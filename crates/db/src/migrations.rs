use sqlx::migrate::{MigrateError, Migrator};

use crate::DbPool;

pub static MIGRATOR: Migrator = sqlx::migrate!("../../migrations");

pub async fn run_pending(pool: &DbPool) -> Result<(), MigrateError> {
    MIGRATOR.run(pool).await
}
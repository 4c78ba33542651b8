mod api;
mod bootstrap;
mod health;
mod webhook;

use std::time::Duration;

use anyhow::Result;
use axum::Router;
use courier_core::config::{AppConfig, LoadOptions};

fn init_logging(config: &AppConfig) {
    use courier_core::config::LogFormat::*;
    use tracing::Level;

    let log_level = config.logging.level.parse::<Level>().unwrap_or(Level::INFO);

    match config.logging.format {
        Compact => {
            tracing_subscriber::fmt().with_target(false).with_max_level(log_level).compact().init();
        }
        Pretty => {
            tracing_subscriber::fmt().with_target(false).with_max_level(log_level).pretty().init();
        }
        Json => {
            tracing_subscriber::fmt().with_target(false).with_max_level(log_level).json().init();
        }
    }
}

#[tokio::main]
async fn main() -> Result<()> {
    run().await
}

pub async fn run() -> Result<()> {
    let config = AppConfig::load(LoadOptions::default())?;
    init_logging(&config);

    let app = bootstrap::bootstrap_with_config(config).await?;

    let sweeper_task = if app.config.sweeper.enabled {
        let sweeper = app.sweeper.clone();
        Some(tokio::spawn(async move { sweeper.run().await }))
    } else {
        tracing::info!(
            event_name = "system.server.sweeper_disabled",
            correlation_id = "bootstrap",
            "expiry sweeper disabled by configuration"
        );
        None
    };

    let health_state = health::HealthState {
        db_pool: app.db_pool.clone(),
        providers: app.state.dispatcher.registry().status(),
    };
    let router = Router::new()
        .merge(health::router(health_state))
        .merge(api::router(app.state.clone()));

    let address = format!("{}:{}", app.config.server.bind_address, app.config.server.port);
    let listener = tokio::net::TcpListener::bind(&address).await?;
    tracing::info!(
        event_name = "system.server.started",
        correlation_id = "bootstrap",
        bind_address = %address,
        "courier-server listening"
    );

    axum::serve(listener, router).with_graceful_shutdown(wait_for_shutdown()).await?;

    tracing::info!(
        event_name = "system.server.stopping",
        correlation_id = "shutdown",
        "courier-server stopping"
    );

    app.sweeper.shutdown_handle().request();
    if let Some(task) = sweeper_task {
        let grace = Duration::from_secs(app.config.server.graceful_shutdown_secs);
        if tokio::time::timeout(grace, task).await.is_err() {
            tracing::warn!(
                event_name = "system.server.sweeper_timeout",
                correlation_id = "shutdown",
                "expiry sweeper did not stop within the grace period"
            );
        }
    }

    app.db_pool.close().await;
    Ok(())
}

async fn wait_for_shutdown() {
    if let Err(signal_error) = tokio::signal::ctrl_c().await {
        tracing::error!(
            event_name = "system.server.signal_error",
            correlation_id = "shutdown",
            error = %signal_error,
            "failed to listen for shutdown signal"
        );
    }
}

━━━━━━━━━━

[DESCRIPTION OF THE TASK]
From the line containing "sweeper did not" through the last line of the entries above, print every line exactly, including both ends, and nothing else.

[SOLVED EXERCISE]
                "expiry sweeper did not stop within the grace period"
            );
        }
    }

    app.db_pool.close().await;
    Ok(())
}

async fn wait_for_shutdown() {
    if let Err(signal_error) = tokio::signal::ctrl_c().await {
        tracing::error!(
            event_name = "system.server.signal_error",
            correlation_id = "shutdown",
            error = %signal_error,
            "failed to listen for shutdown signal"
        );
    }
}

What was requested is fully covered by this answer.